Am 14. August 2026 endete einer der angespanntesten Monate in der Geschichte der Cybersicherheit im Unternehmenssektor. Im Rahmen des traditionellen Update-Zyklus „Patch Tuesday' veröffentlichte Microsoft ein umfangreiches Paket an Sicherheitsupdates, das mehr als 400 Schwachstellen in ihren Produkten betraf. Darunter befanden sich 42 kritische Fehler, die es Angreifern ermöglichen, schädlichen Code aus der Ferne auszuführen. Besonders die Aufmerksamkeit der Experten erregte das Vorhandensein von drei Zero-Day-Schwachstellen, von denen eine bereits aktiv in der „Wildnis' ausgenutzt wurde.
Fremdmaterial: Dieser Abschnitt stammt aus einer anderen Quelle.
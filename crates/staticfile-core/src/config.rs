use std::collections::BTreeMap;
use std::path::Path;

use serde::Serialize;

use crate::directive::{DIRECTIVES, Directives, expand_status_code};
use crate::report::Report;

/// File name of the site configuration inside the build directory.
pub const STATICFILE: &str = "Staticfile";

const HSTS_DOCS: &str = "https://docs.cloudfoundry.org/buildpacks/staticfile/index.html#strict-security";

/// Compiled Staticfile settings.
///
/// Built once from the Staticfile and the auth probe, then only read by
/// root resolution and the nginx compiler.
#[derive(Debug, Clone, Default, PartialEq, Eq, Serialize)]
pub struct SiteConfig {
    /// Content root relative to the build directory; empty means the build
    /// directory itself.
    pub root_dir: String,
    pub host_dot_files: bool,
    /// Extra nginx file included in `location /`; empty disables it.
    pub location_include: String,
    pub directory_index: bool,
    pub ssi: bool,
    pub push_state: bool,
    pub hsts: bool,
    pub hsts_include_subdomains: bool,
    pub hsts_preload: bool,
    pub force_https: bool,
    /// nginx status code list -> error page path.
    pub status_codes: BTreeMap<String, String>,
    /// Set when `Staticfile.auth` sits next to the Staticfile.
    pub basic_auth: bool,
}

impl SiteConfig {
    /// Load `<build_dir>/Staticfile` and probe for `Staticfile.auth`.
    pub fn from_build_dir(build_dir: &Path, report: &mut Report) -> crate::Result<Self> {
        let config = Self::load(build_dir, report)?;
        let basic_auth = crate::auth::detect(build_dir, report).is_some();
        Ok(Self { basic_auth, ..config })
    }

    /// Load `<build_dir>/Staticfile`, or return defaults if not found.
    pub fn load(build_dir: &Path, report: &mut Report) -> crate::Result<Self> {
        let path = build_dir.join(STATICFILE);
        let content = match std::fs::read_to_string(&path) {
            Ok(content) => content,
            Err(e) if e.kind() == std::io::ErrorKind::NotFound => {
                tracing::debug!(path = %path.display(), "no Staticfile, using defaults");
                return Ok(Self::default());
            }
            Err(e) => return Err(crate::Error::StaticfileRead { path, source: e }),
        };

        let directives = Directives::from_yaml(&content, &path)?;
        Ok(Self::from_directives(&directives, report))
    }

    /// Apply recognized directives in their fixed order. Unknown keys are
    /// ignored.
    pub fn from_directives(directives: &Directives, report: &mut Report) -> Self {
        let mut config = Self::default();

        for directive in DIRECTIVES {
            let Some(value) = directives.text(directive.key) else {
                continue;
            };
            if let Some(step) = (directive.apply)(&mut config, value) {
                report.step(step);
            }
        }

        let codes = directives.status_codes();
        if !codes.is_empty() {
            report.step("Enabling custom pages for status_codes");
            config.status_codes = codes
                .iter()
                .map(|(code, page)| (expand_status_code(code).to_owned(), page.clone()))
                .collect();
        }

        if !config.hsts && (config.hsts_include_subdomains || config.hsts_preload) {
            report.warning(
                "http_strict_transport_security is not enabled while \
                 http_strict_transport_security_include_subdomains or \
                 http_strict_transport_security_preload have been enabled.",
            );
            report.protip(
                "http_strict_transport_security_include_subdomains and \
                 http_strict_transport_security_preload do nothing without \
                 http_strict_transport_security enabled.",
                HSTS_DOCS,
            );
        }

        config
    }

    /// Effective configuration as YAML, using the field names above.
    pub fn to_yaml(&self) -> crate::Result<String> {
        serde_yaml::to_string(self).map_err(crate::Error::Serialize)
    }
}
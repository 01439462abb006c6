use std::path::PathBuf;

pub type Result<T> = std::result::Result<T, Error>;

#[derive(Debug, thiserror::Error)]
pub enum Error {
    #[error("failed to read Staticfile at {path}")]
    StaticfileRead {
        path: PathBuf,
        source: std::io::Error,
    },

    #[error("failed to parse Staticfile at {path}")]
    StaticfileParse {
        path: PathBuf,
        source: serde_yaml::Error,
    },

    #[error("Staticfile at {path} must be a mapping of directives")]
    NotAMapping { path: PathBuf },

    // ── Directive values ──
    #[error("Staticfile at {path} has a directive with an invalid value")]
    InvalidDirective {
        path: PathBuf,
        source: serde_yaml::Error,
    },

    #[error("failed to serialize site configuration")]
    Serialize(#[source] serde_yaml::Error),
}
Aktive Ausnutzung der Lazarus-Schwachstelle
Das zentrale Ereignis des August-Updates war die Schwachstelle CVE-2026-68820, die im Windows Ancillary Function Driver für WinSock entdeckt wurde. Ein Fehler vom Typ „Use after free' ermöglicht es einem lokalen, autorisierten Angreifer, einen Race Condition auszulösen und SYSTEM-Rechte zu erlangen. Laut Angaben des Unternehmens Check Point wurde diese Lücke bereits von der nordkoreanischen Hackergruppe Lazarus genutzt, um eine neue Version des Rootkits FudModule im Kernel-Modus zu installieren. Dies bestätigt, dass die Bedrohung nicht theoretisch, sondern real ist und bereits einigen Organisationen Schaden zugefügt hat.
Zwei weitere Zero-Day-Schwachstellen
Neben CVE-2026-68820 hat Microsoft zwei weitere kritische Zero-Day-Schwachstellen behoben. CVE-2026-62832 im Windows User Profile Service ermöglicht es einem lokalen Benutzer, den Registrierungshive eines anderen Kontos zu laden und Administratorrechte zu erhalten. Dieser Fehler deckt sich mit der Schwachstelle LegacyHive, die zuvor vom Forscher Nightmare Eclipse entdeckt wurde. Die zweite Schwachstelle, CVE-2026-72971, betrifft den Treiber für die Container-Isolierung von Windows (unionfs.sys) und ermöglicht eine lokale Erhöhung der Privilegien aufgrund einer fehlerhaften Verarbeitung von Verweisen vor dem Zugriff auf Dateien.
Widersprüchliche Daten
Obwohl sich die meisten Quellen darin einig sind, dass Microsoft etwa 400 Schwachstellen geschlossen hat, variieren die genauen Zahlen. Laut SecurityWeek wurden 421 CVEs behoben, während ITWire von 398 Schwachstellen berichtet. Der Unterschied könnte darauf zurückzuführen sein, dass einige Quellen nur die Updates berücksichtigen, die direkt am Patch Tuesday veröffentlicht wurden, während andere zuvor behobene Fehler in Mariner, Microsoft Teams, Azure, Entra, Office und Power Apps einschließen. Dies schafft Unsicherheit in der Gesamtstatistik, ändert aber nichts an der Essenz: Das Ausmaß der Updates war beispiellos.
Updates von anderen Technologie-Giganten
Microsoft war nicht das einzige Unternehmen, das im August 2026 kritische Updates veröffentlichte. Adobe behob Schwachstellen in Coldfusion, Commerce, Lightroom Classic, Content Credentials SDK und Campaign Classic. Cisco beseitigte Mängel in Catalyst SD-WAN, IOS, IOS XE und ClamAV. Metabase schloss eine kritische SQL-Injection-Schwachstelle, die für den Diebstahl von Daten genutzt wurde. N-able behob einen Authentifizierungs-Bypass (CVE-2026-18577) in N-central-Servern. SAP veröffentlichte ein Update für SAP Commerce Cloud mit einer Kritikalitätsbewertung von 10,0 aufgrund einer fehlerhaften Autorisierung. TP-Link beseitigte 15 Schwachstellen im ZTP-Mechanismus der Omada-Netzwerkgeräte. VMware behob einen Authentifizierungs-Bypass und die Möglichkeit zur Remote-Code-Ausführung im VMware Avi Load Balancer.
Empfehlungen für Organisationen
Experten empfehlen allen Organisationen dringend, die August-Updates von Microsoft sofort zu installieren, insbesondere wenn sie Windows in einer Produktionsumgebung verwenden. Angesichts der aktiven Ausnutzung der Lazarus-Schwachstelle kann das Verschieben des Patchings zu schwerwiegenden Vorfällen führen. Es ist ebenfalls wichtig, auf das Vorhandensein von Updates anderer Anbieter zu prüfen, da viele von ihnen kritische Infrastrukturkomponenten betreffen.